SPR STUDIES ON THE INTERACTIONS OF TRP CHANNELS AND THEIR ACTIVITY MODULATORS

B. Holakovska, L. Grycova, J. Teisinger

 

Department of Protein Structures, Institute of Physiology, Academy of Sciences of the Czech Republic, Videnska 1083, Praha 4, 142 20

 

Transient receptor potential (TRP) channels consist of a diverse group of cation channels that contains more than 30 members. The channels participate in many sensory and physiological processes. The vanilloid receptor (TRPV1) is one of the best characterized members of the TRPV subfamily. This nonselective cation channel serves as a polymodal receptor for various potentially harmful signals. Activation is caused by diverse stimuli, such as noxious heat (>43 ºC), low pH (<5.4) and chemicals such as capsaicin. TRPM3 is one of the least investigated proteins of the TRP family of ion channels. It was described to be involved in Ca2+ homeostasis in kidney cells and to be activated by noxious heat. Intracellular termini of TRP channels are involved in regulation of their activity via binding of intracellular ligands as CaM or phosphatidylinositol – 4,5 - bisphosphate (PIP2). In order to characterize complex forming we used surface plasmon resonance (SPR) as a suitable tool. Employing two different types of SPR protocols, we have explored interactions of C-terminal regions of TRPV1 with phospholipids namely L777-S820 and two novel binding sites of TRPM3 for CaM namely A35-K124 and H291-G382. All SPR measurements assessing the PIP2 and protein equilibrium dissociation constant were performed at 25 °C using a liposome-coated NLC chip in ProteOn XPR36 Protein Interaction Array System (Bio-rad, Hercules, CA, USA. All SPR measurements characterizing TRPM3 / CaM interactions were perfomed on CaM coated GLC chip on ProteOn XPR36 (Bio-Rad, Hercules, CA, USA).
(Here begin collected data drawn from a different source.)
use std::time::Duration;

use serde_json::json;
use tokio::sync::mpsc;
use tokio::time;

use tick_it::app::PresetTimes;
use tick_it::pomodoro::{PresetKind, SessionMode};
use tick_it::settings::{MemorySettings, SettingsRepository};
use tick_it::ws::loopback::{LoopbackHost, LoopbackSurface};
use tick_it::ws::{ControlAction, StateSnapshot, SurfaceHost, SyncMessage};
use tick_it::{Command, PrimaryConfig, PrimarySurface, RunMode};

fn quiet() -> PrimaryConfig {
    PrimaryConfig {
        notifications: false,
        ..PrimaryConfig::default()
    }
}

fn last_push(mirror: &mut LoopbackSurface) -> Option<StateSnapshot> {
    mirror
        .drain()
        .into_iter()
        .filter_map(|message| match message {
            SyncMessage::StatePush(snapshot) => Some(snapshot),
            SyncMessage::Control { .. } => None,
        })
        .last()
}

/// Lets the primary loop run for `millis` of (paused) time.
async fn settle<H: SurfaceHost, S: SettingsRepository>(
    primary: &mut PrimarySurface<H, S>,
    rx: &mut mpsc::UnboundedReceiver<Command>,
    millis: u64,
) {
    let _ = time::timeout(Duration::from_millis(millis), primary.run(rx)).await;
}

#[tokio::test(start_paused = true)]
async fn mirror_follows_the_session_and_relays_controls() {
    let (host, mut surfaces) = LoopbackHost::new();
    let mut primary = PrimarySurface::new(host, MemorySettings::new(), quiet());
    let (_commands, mut rx) = mpsc::unbounded_channel();

    primary.handle(Command::OpenMirror);
    settle(&mut primary, &mut rx, 10).await;
    assert!(primary.mirror_active());
    assert!(!primary.mirror_opening());
    let mut mirror = surfaces.try_recv().unwrap();
    assert_eq!(mirror.title, "tick_it");

    let opened = last_push(&mut mirror).unwrap();
    assert_eq!(opened.mode, SessionMode::Focus);
    assert_eq!(opened.seconds_remaining, 25 * 60);
    assert!(!opened.running);

    mirror.press(ControlAction::Start);
    settle(&mut primary, &mut rx, 500).await;
    assert!(primary.session().unwrap().state().running);
    assert!(primary.clock_running());
    let started = last_push(&mut mirror).unwrap();
    assert!(started.running);
    assert_eq!(started.seconds_remaining, 25 * 60);

    settle(&mut primary, &mut rx, 3_200).await;
    let counted = last_push(&mut mirror).unwrap();
    assert_eq!(counted.seconds_remaining, 25 * 60 - 3);

    mirror.press(ControlAction::Stop);
    settle(&mut primary, &mut rx, 100).await;
    assert!(!primary.session().unwrap().state().running);
    assert!(!primary.clock_running());
    assert!(!last_push(&mut mirror).unwrap().running);
}

#[tokio::test(start_paused = true)]
async fn commands_are_served_while_a_mirror_is_opening() {
    let (host, mut surfaces) = LoopbackHost::delayed(Duration::from_secs(2));
    let mut primary = PrimarySurface::new(host, MemorySettings::new(), quiet());
    let (commands, mut rx) = mpsc::unbounded_channel();
    commands.send(Command::OpenMirror).unwrap();
    commands.send(Command::Start).unwrap();

    settle(&mut primary, &mut rx, 500).await;
    assert!(primary.session().unwrap().state().running);
    assert!(primary.clock_running());
    assert!(primary.mirror_opening());
    assert!(!primary.mirror_active());

    settle(&mut primary, &mut rx, 2_000).await;
    assert!(primary.mirror_active());
    assert!(!primary.mirror_opening());

    let mut mirror = surfaces.try_recv().unwrap();
    match mirror.recv().await {
        Some(SyncMessage::StatePush(snapshot)) => assert!(snapshot.running),
        other => panic!("expected a state push, got {other:?}"),
    }
    let latest = last_push(&mut mirror).unwrap();
    assert_eq!(latest.seconds_remaining, 25 * 60 - 2);
}

#[tokio::test(start_paused = true)]
async fn leaving_the_timer_cancels_a_pending_mirror() {
    let (host, _surfaces) = LoopbackHost::delayed(Duration::from_secs(2));
    let mut primary = PrimarySurface::new(host, MemorySettings::new(), quiet());
    let (_commands, mut rx) = mpsc::unbounded_channel();

    primary.handle(Command::OpenMirror);
    settle(&mut primary, &mut rx, 100).await;
    assert!(primary.mirror_opening());

    primary.handle(Command::SwitchRunMode(RunMode::Home));
    assert!(!primary.mirror_opening());
    settle(&mut primary, &mut rx, 3_000).await;
    assert!(!primary.mirror_active());
}

#[tokio::test(start_paused = true)]
async fn silently_closed_mirror_is_dropped() {
    let (host, mut surfaces) = LoopbackHost::new();
    let mut primary = PrimarySurface::new(host, MemorySettings::new(), quiet());
    let (_commands, mut rx) = mpsc::unbounded_channel();

    primary.handle(Command::OpenMirror);
    settle(&mut primary, &mut rx, 10).await;
    let mut mirror = surfaces.try_recv().unwrap();
    mirror.drain();

    mirror.vanish();
    settle(&mut primary, &mut rx, 1_100).await;
    assert!(!primary.mirror_active());

    primary.handle(Command::Start);
    assert!(primary.session().unwrap().state().running);
    assert!(mirror.drain().is_empty());
}

#[tokio::test(start_paused = true)]
async fn close_notice_deactivates_the_mirror() {
    let (host, mut surfaces) = LoopbackHost::new();
    let mut primary = PrimarySurface::new(host, MemorySettings::new(), quiet());
    let (_commands, mut rx) = mpsc::unbounded_channel();

    primary.handle(Command::OpenMirror);
    settle(&mut primary, &mut rx, 10).await;
    let mirror = surfaces.try_recv().unwrap();
    mirror.close();
    settle(&mut primary, &mut rx, 100).await;
    assert!(!primary.mirror_active());

    primary.handle(Command::OpenMirror);
    settle(&mut primary, &mut rx, 10).await;
    assert!(primary.mirror_active());
    assert!(surfaces.try_recv().unwrap().is_open());
}

#[tokio::test(start_paused = true)]
async fn timer_works_without_detached_views() {
    let mut primary =
        PrimarySurface::new(LoopbackHost::unsupported(), MemorySettings::new(), quiet());
    let (_commands, mut rx) = mpsc::unbounded_channel();

    primary.handle(Command::OpenMirror);
    settle(&mut primary, &mut rx, 10).await;
    assert!(!primary.mirror_active());
    assert!(!primary.mirror_opening());

    primary.handle(Command::Start);
    assert!(primary.session().unwrap().state().running);
    assert!(primary.clock_running());
}

#[tokio::test(start_paused = true)]
async fn unavailable_settings_fall_back_to_builtins() {
    let (host, _surfaces) = LoopbackHost::new();
    let mut primary = PrimarySurface::new(host, MemorySettings::failing(), quiet());
    assert_eq!(primary.selected_preset_id(), "classic");
    assert_eq!(primary.catalog().all().len(), 7);

    primary.handle(Command::SelectPreset("short".to_string()));
    assert_eq!(primary.selected_preset_id(), "short");
    assert_eq!(
        primary.session().unwrap().state().seconds_remaining,
        15 * 60
    );
}

#[tokio::test(start_paused = true)]
async fn stored_selection_is_restored_and_changes_are_saved() {
    let (host, _surfaces) = LoopbackHost::new();
    let settings = MemorySettings::with_document(json!({
        "selectedPresetId": "animedoro",
        "theme": "dark"
    }));
    let mut primary = PrimarySurface::new(host, settings, quiet());
    assert_eq!(primary.selected_preset_id(), "animedoro");
    assert_eq!(primary.session().unwrap().preset().id(), "animedoro");

    primary.handle(Command::SelectPreset("52-17".to_string()));
    primary.handle(Command::AddPreset {
        name: "Reading".to_string(),
        times: PresetTimes {
            focus: 40,
            short_break: 10,
            long_break: 20,
            interval: 3,
        },
        kind: PresetKind::Custom,
    });

    let saved = primary.settings().snapshot();
    assert_eq!(saved["selectedPresetId"], "52-17");
    assert_eq!(saved["theme"], "dark");
    assert_eq!(saved["presets"].as_array().unwrap().len(), 1);
    assert_eq!(saved["presets"][0]["name"], "Reading");
    assert_eq!(saved["presets"][0]["focusMinutes"], 40);
}

#[tokio::test(start_paused = true)]
async fn unknown_stored_selection_degrades_to_classic() {
    let (host, _surfaces) = LoopbackHost::new();
    let settings = MemorySettings::with_document(json!({ "selectedPresetId": "gone" }));
    let primary = PrimarySurface::new(host, settings, quiet());
    assert_eq!(primary.selected_preset_id(), "classic");
}

#[tokio::test(start_paused = true)]
async fn leaving_the_timer_unmounts_it() {
    let (host, mut surfaces) = LoopbackHost::new();
    let mut primary = PrimarySurface::new(host, MemorySettings::new(), quiet());
    let (_commands, mut rx) = mpsc::unbounded_channel();

    primary.handle(Command::OpenMirror);
    settle(&mut primary, &mut rx, 10).await;
    let mirror = surfaces.try_recv().unwrap();
    primary.handle(Command::Start);

    primary.handle(Command::SwitchRunMode(RunMode::Home));
    assert_eq!(primary.run_mode(), RunMode::Home);
    assert!(primary.session().is_none());
    assert!(!primary.clock_running());
    assert!(!primary.mirror_active());
    assert!(!mirror.is_open());

    primary.handle(Command::OpenMirror);
    assert!(!primary.mirror_opening());
    assert!(!primary.mirror_active());

    primary.handle(Command::SwitchRunMode(RunMode::Focus));
    let state = primary.session().unwrap().state();
    assert_eq!(state.mode, SessionMode::Focus);
    assert_eq!(state.seconds_remaining, 25 * 60);
    assert!(!state.running);
}

#[tokio::test(start_paused = true)]
async fn classic_focus_rolls_into_an_auto_started_break() {
    let (host, _surfaces) = LoopbackHost::new();
    let mut primary = PrimarySurface::new(host, MemorySettings::new(), quiet());
    let (_commands, mut rx) = mpsc::unbounded_channel();

    primary.handle(Command::Start);
    settle(&mut primary, &mut rx, 1_500_500).await;

    let state = primary.session().unwrap().state();
    assert_eq!(state.mode, SessionMode::ShortBreak);
    assert_eq!(state.seconds_remaining, 5 * 60);
    assert_eq!(state.completed_focus_sessions, 1);
    assert!(state.running);
    assert!(primary.clock_running());
}

#[tokio::test(start_paused = true)]
async fn quit_ends_the_loop() {
    let (host, _surfaces) = LoopbackHost::new();
    let mut primary = PrimarySurface::new(host, MemorySettings::new(), quiet());
    let (commands, mut rx) = mpsc::unbounded_channel();
    commands.send(Command::Start).unwrap();
    commands.send(Command::Quit).unwrap();

    let finished = time::timeout(Duration::from_secs(5), primary.run(&mut rx)).await;
    assert!(finished.is_ok());
    primary.shutdown();
    assert!(primary.session().is_none());
}
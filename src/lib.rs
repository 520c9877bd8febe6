pub mod app;
pub mod mirror;
pub mod notify;
pub mod pomodoro;
pub mod settings;
pub mod ws;

pub use app::{Command, PrimaryConfig, PrimarySurface, RunMode};
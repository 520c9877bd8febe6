use std::time::Duration;

use tokio::time::{self, Instant, Interval, MissedTickBehavior};

use crate::pomodoro::SessionMode;
use crate::pomodoro::clock::TICK_PERIOD;
use crate::ws::protocol::{ControlAction, StateSnapshot, SyncMessage};

/// What the mirror shows. Not authoritative: every push replaces it.
#[derive(Debug, Clone, Copy, PartialEq, Eq)]
pub struct MirrorState {
    pub mode: SessionMode,
    pub running: bool,
    pub seconds_remaining: u32,
    pub elapsed_seconds: u32,
    pub duration_seconds: u32,
    pub unbounded: bool,
}

impl Default for MirrorState {
    fn default() -> Self {
        Self {
            mode: SessionMode::Focus,
            running: false,
            seconds_remaining: 0,
            elapsed_seconds: 0,
            duration_seconds: 0,
            unbounded: false,
        }
    }
}

impl From<&StateSnapshot> for MirrorState {
    fn from(snapshot: &StateSnapshot) -> Self {
        Self {
            mode: snapshot.mode,
            running: snapshot.running,
            seconds_remaining: snapshot.seconds_remaining,
            elapsed_seconds: snapshot.elapsed_seconds,
            duration_seconds: snapshot.duration_seconds,
            unbounded: snapshot.unbounded,
        }
    }
}

/// Countdown that keeps the mirror moving between pushes.
#[derive(Debug)]
pub struct DetachedMirrorClock {
    state: MirrorState,
    synced: bool,
    period: Duration,
    tick_handle: Option<Interval>,
}

impl Default for DetachedMirrorClock {
    fn default() -> Self {
        Self::new(TICK_PERIOD)
    }
}

impl DetachedMirrorClock {
    pub fn new(period: Duration) -> Self {
        Self {
            state: MirrorState::default(),
            synced: false,
            period,
            tick_handle: None,
        }
    }

    pub fn state(&self) -> &MirrorState {
        &self.state
    }

    /// Whether any push has arrived yet.
    pub fn is_synced(&self) -> bool {
        self.synced
    }

    pub fn is_ticking(&self) -> bool {
        self.tick_handle.is_some()
    }

    /// Reconciles with an authoritative push: overwrite everything, then
    /// re-anchor the local loop on the push.
    pub fn apply(&mut self, snapshot: &StateSnapshot) {
        self.state = MirrorState::from(snapshot);
        self.synced = true;
        self.restart_loop();
    }

    /// Optimistic local update for a button press, plus the request to send.
    pub fn press(&mut self, action: ControlAction) -> SyncMessage {
        match action {
            ControlAction::Start => self.state.running = true,
            ControlAction::Stop => self.state.running = false,
            ControlAction::Reset => {
                self.state.running = false;
                self.state.elapsed_seconds = 0;
                if !self.state.unbounded {
                    self.state.seconds_remaining = self.state.duration_seconds;
                }
            }
        }
        let already_counting = action == ControlAction::Start && self.tick_handle.is_some();
        if !already_counting {
            self.restart_loop();
        }
        SyncMessage::Control { action }
    }

    /// Resolves on the next local tick; never resolves while stopped.
    pub async fn tick(&mut self) {
        match self.tick_handle.as_mut() {
            Some(ticker) => {
                ticker.tick().await;
            }
            None => std::future::pending::<()>().await,
        }
    }

    /// Local extrapolation of one period. Holds at zero until the primary
    /// says what comes next.
    pub fn advance(&mut self) {
        if !self.state.running {
            return;
        }
        if self.state.unbounded {
            self.state.elapsed_seconds = self.state.elapsed_seconds.saturating_add(1);
        } else if self.state.seconds_remaining > 0 {
            self.state.seconds_remaining -= 1;
            self.state.elapsed_seconds = self.state.elapsed_seconds.saturating_add(1);
        }
    }

    pub fn stop(&mut self) {
        self.tick_handle = None;
    }

    fn restart_loop(&mut self) {
        if self.state.running {
            let mut ticker = time::interval_at(Instant::now() + self.period, self.period);
            ticker.set_missed_tick_behavior(MissedTickBehavior::Delay);
            self.tick_handle = Some(ticker);
        } else {
            self.tick_handle = None;
        }
    }
}

/// `MM:SS`, or `H:MM:SS` past the hour.
pub fn format_clock(seconds: u32) -> String {
    let (hours, minutes, secs) = (seconds / 3600, (seconds / 60) % 60, seconds % 60);
    if hours > 0 {
        format!("{hours}:{minutes:02}:{secs:02}")
    } else {
        format!("{minutes:02}:{secs:02}")
    }
}

pub fn status_line(title: &str, state: &MirrorState) -> String {
    let shown = if state.unbounded {
        format!("+{}", format_clock(state.elapsed_seconds))
    } else {
        format_clock(state.seconds_remaining)
    };
    let flag = if state.running { "▶" } else { "⏸" };
    format!(
        "{} {title} | {} {shown} {flag}",
        state.mode.emoji(),
        state.mode.as_str()
    )
}

#[cfg(test)]
mod tests {
    use super::*;

    fn snapshot(seconds_remaining: u32, running: bool) -> StateSnapshot {
        StateSnapshot {
            seconds_remaining,
            running,
            mode: SessionMode::Focus,
            elapsed_seconds: 1500 - seconds_remaining,
            duration_seconds: 1500,
            unbounded: false,
        }
    }

    #[tokio::test(start_paused = true)]
    async fn applying_same_push_twice_is_a_no_op() {
        let mut clock = DetachedMirrorClock::default();
        clock.apply(&snapshot(600, true));
        let once = *clock.state();
        clock.apply(&snapshot(600, true));
        assert_eq!(*clock.state(), once);
        assert!(clock.is_ticking());
    }

    #[tokio::test(start_paused = true)]
    async fn local_loop_extrapolates_between_pushes() {
        let mut clock = DetachedMirrorClock::default();
        clock.apply(&snapshot(600, true));
        for _ in 0..3 {
            clock.tick().await;
            clock.advance();
        }
        assert_eq!(clock.state().seconds_remaining, 597);

        clock.apply(&snapshot(599, true));
        assert_eq!(clock.state().seconds_remaining, 599);
    }

    #[tokio::test(start_paused = true)]
    async fn paused_push_stops_the_loop() {
        let mut clock = DetachedMirrorClock::default();
        clock.apply(&snapshot(600, true));
        clock.apply(&snapshot(600, false));
        assert!(!clock.is_ticking());
        let waited = time::timeout(Duration::from_secs(5), clock.tick()).await;
        assert!(waited.is_err());
    }

    #[tokio::test(start_paused = true)]
    async fn extrapolation_holds_at_zero() {
        let mut clock = DetachedMirrorClock::default();
        clock.apply(&snapshot(1, true));
        clock.advance();
        clock.advance();
        assert_eq!(clock.state().seconds_remaining, 0);
    }

    #[tokio::test(start_paused = true)]
    async fn presses_update_optimistically() {
        let mut clock = DetachedMirrorClock::default();
        clock.apply(&snapshot(1200, false));

        let message = clock.press(ControlAction::Start);
        assert_eq!(
            message,
            SyncMessage::Control {
                action: ControlAction::Start
            }
        );
        assert!(clock.state().running);
        assert!(clock.is_ticking());

        clock.press(ControlAction::Reset);
        assert!(!clock.state().running);
        assert!(!clock.is_ticking());
        assert_eq!(clock.state().seconds_remaining, 1500);
    }

    #[tokio::test(start_paused = true)]
    async fn unbounded_sessions_count_up() {
        let mut clock = DetachedMirrorClock::default();
        clock.apply(&StateSnapshot {
            seconds_remaining: 0,
            running: true,
            mode: SessionMode::Focus,
            elapsed_seconds: 42,
            duration_seconds: 0,
            unbounded: true,
        });
        clock.advance();
        assert_eq!(clock.state().elapsed_seconds, 43);
        assert!(status_line("t", clock.state()).contains("+00:43"));
    }

    #[test]
    fn clock_formatting() {
        assert_eq!(format_clock(0), "00:00");
        assert_eq!(format_clock(300), "05:00");
        assert_eq!(format_clock(5400), "1:30:00");
    }
}
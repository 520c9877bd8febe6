use log::warn;
use notify_rust::Notification;

use crate::pomodoro::{SessionMode, Transition};

/// Desktop notifications. A disabled notifier swallows everything.
#[derive(Debug, Clone, Copy)]
pub struct Notifier {
    enabled: bool,
}

impl Notifier {
    pub fn new(enabled: bool) -> Self {
        Self { enabled }
    }

    pub fn send(&self, message: &str) {
        if !self.enabled {
            return;
        }
        if let Err(e) = send_notification(message) {
            warn!("Failed to send notification: {e}");
        }
    }
}

fn send_notification(message: &str) -> Result<(), Box<dyn std::error::Error>> {
    Notification::new()
        .summary("tick_it")
        .body(message)
        .timeout(0) // No auto-dismiss
        .show()?;
    Ok(())
}

pub fn transition_message(transition: &Transition, next_minutes: u32) -> String {
    match transition.to {
        SessionMode::Focus => "Break is over! Back to focus.".to_string(),
        SessionMode::ShortBreak => {
            format!("Focus session complete! Time for a {next_minutes}-minute break.")
        }
        SessionMode::LongBreak => {
            format!("Focus cycle complete! Enjoy a {next_minutes}-minute long break.")
        }
    }
}

#[cfg(test)]
mod tests {
    use super::*;

    #[test]
    fn messages_name_the_next_break() {
        let transition = Transition {
            from: SessionMode::Focus,
            to: SessionMode::LongBreak,
            auto_started: true,
        };
        assert!(transition_message(&transition, 15).contains("15-minute long break"));
    }
}
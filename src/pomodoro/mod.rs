pub mod clock;
#[allow(clippy::module_inception)]
pub mod pomodoro;
pub mod preset;

pub use clock::SessionClock;
pub use pomodoro::{SessionMode, SessionState, SessionStateMachine, TickOutcome, Transition};
pub use preset::{Preset, PresetCatalog, PresetDraft, PresetError, PresetKind};
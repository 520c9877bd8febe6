use serde::{Deserialize, Serialize};

use super::preset::{Preset, PresetKind};

pub const SECONDS_PER_MINUTE: u32 = 60;

#[derive(Debug, Clone, Copy, PartialEq, Eq, Hash, Serialize, Deserialize)]
#[serde(rename_all = "kebab-case")]
pub enum SessionMode {
    Focus,
    ShortBreak,
    LongBreak,
}

impl SessionMode {
    pub fn as_str(&self) -> &'static str {
        match self {
            SessionMode::Focus => "FOCUS",
            SessionMode::ShortBreak => "SHORT BREAK",
            SessionMode::LongBreak => "LONG BREAK",
        }
    }

    pub fn emoji(&self) -> &'static str {
        match self {
            SessionMode::Focus => "💼",
            SessionMode::ShortBreak => "☕",
            SessionMode::LongBreak => "🌴",
        }
    }
}

/// Full length of `mode` under `preset`, in seconds.
pub fn duration_secs(mode: SessionMode, preset: &Preset) -> u32 {
    let minutes = match mode {
        SessionMode::Focus => preset.focus_minutes(),
        SessionMode::ShortBreak => preset.short_break_minutes(),
        SessionMode::LongBreak => preset.long_break_minutes(),
    };
    minutes * SECONDS_PER_MINUTE
}

#[derive(Debug, Clone, PartialEq, Eq)]
pub struct SessionState {
    pub mode: SessionMode,
    pub running: bool,
    pub seconds_remaining: u32,
    pub completed_focus_sessions: u32,
    /// Seconds spent running in the current mode.
    pub elapsed_seconds: u32,
}

impl SessionState {
    fn initial(preset: &Preset) -> Self {
        Self {
            mode: SessionMode::Focus,
            running: false,
            seconds_remaining: duration_secs(SessionMode::Focus, preset),
            completed_focus_sessions: 0,
            elapsed_seconds: 0,
        }
    }
}

#[derive(Debug, Clone, Copy, PartialEq, Eq)]
pub struct Transition {
    pub from: SessionMode,
    pub to: SessionMode,
    pub auto_started: bool,
}

#[derive(Debug, Clone, Copy, PartialEq, Eq)]
pub enum TickOutcome {
    Idle,
    Counted,
    Expired(Transition),
}

/// Owns the live session and every rule that changes it.
#[derive(Debug, Clone)]
pub struct SessionStateMachine {
    preset: Preset,
    state: SessionState,
}

impl SessionStateMachine {
    pub fn new(preset: Preset) -> Self {
        let state = SessionState::initial(&preset);
        Self { preset, state }
    }

    pub fn state(&self) -> &SessionState {
        &self.state
    }

    pub fn preset(&self) -> &Preset {
        &self.preset
    }

    pub fn current_duration(&self) -> u32 {
        duration_secs(self.state.mode, &self.preset)
    }

    /// A stopwatch focus has no bound and never expires on its own.
    pub fn is_unbounded(&self) -> bool {
        self.preset.kind() == PresetKind::Stopwatch && self.state.mode == SessionMode::Focus
    }

    /// Returns `true` when the session was not already running.
    pub fn start(&mut self) -> bool {
        if self.state.running {
            return false;
        }
        self.state.running = true;
        true
    }

    pub fn stop(&mut self) -> bool {
        std::mem::replace(&mut self.state.running, false)
    }

    pub fn reset(&mut self) {
        self.state.running = false;
        self.state.seconds_remaining = self.current_duration();
        self.state.elapsed_seconds = 0;
    }

    pub fn skip(&mut self) -> Transition {
        self.state.running = false;
        self.expire()
    }

    pub fn switch_mode(&mut self, mode: SessionMode) {
        if mode == SessionMode::Focus {
            self.state.completed_focus_sessions = 0;
        }
        self.enter(mode);
        self.state.running = false;
    }

    /// Swaps the active preset and starts a fresh focus cycle under it.
    pub fn set_preset(&mut self, preset: Preset) {
        self.state = SessionState::initial(&preset);
        self.preset = preset;
    }

    /// Advances the session by one clock period.
    pub fn tick(&mut self) -> TickOutcome {
        if !self.state.running {
            return TickOutcome::Idle;
        }
        self.state.elapsed_seconds = self.state.elapsed_seconds.saturating_add(1);
        if self.is_unbounded() {
            return TickOutcome::Counted;
        }
        self.state.seconds_remaining = self.state.seconds_remaining.saturating_sub(1);
        if self.state.seconds_remaining > 0 {
            return TickOutcome::Counted;
        }
        TickOutcome::Expired(self.expire())
    }

    fn expire(&mut self) -> Transition {
        let from = self.state.mode;
        let (to, auto_started) = match from {
            SessionMode::Focus => {
                self.state.completed_focus_sessions += 1;
                let interval = self.preset.long_break_interval().max(1);
                let next = if self.state.completed_focus_sessions % interval == 0 {
                    SessionMode::LongBreak
                } else {
                    SessionMode::ShortBreak
                };
                (next, self.preset.auto_start_breaks())
            }
            SessionMode::ShortBreak | SessionMode::LongBreak => {
                (SessionMode::Focus, self.preset.auto_start_focus())
            }
        };
        self.enter(to);
        self.state.running = auto_started;
        Transition {
            from,
            to,
            auto_started,
        }
    }

    fn enter(&mut self, mode: SessionMode) {
        self.state.mode = mode;
        self.state.seconds_remaining = duration_secs(mode, &self.preset);
        self.state.elapsed_seconds = 0;
    }
}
TRPV1 showed relatively high affinity and selectivity toward PIP2, KD 1.88 +/- 0.46 µM. TRPM3 constructs A35-K124 and H291-G382 bound CaM with high affinity, KD 0.198 +/- 0.018 and 0.481 +/- 0.074 µM respectively. Site directed mutagenesis experiments further revealed that basic residues within these binding sites may play a crucial role in TRPV1 and TRPM3 channels binding to PIP2 and to CaM respectively.

This project was supported by grants GACR 301/10/1159, GACR P205/10/P308 and Research project No. AV0Z50110509.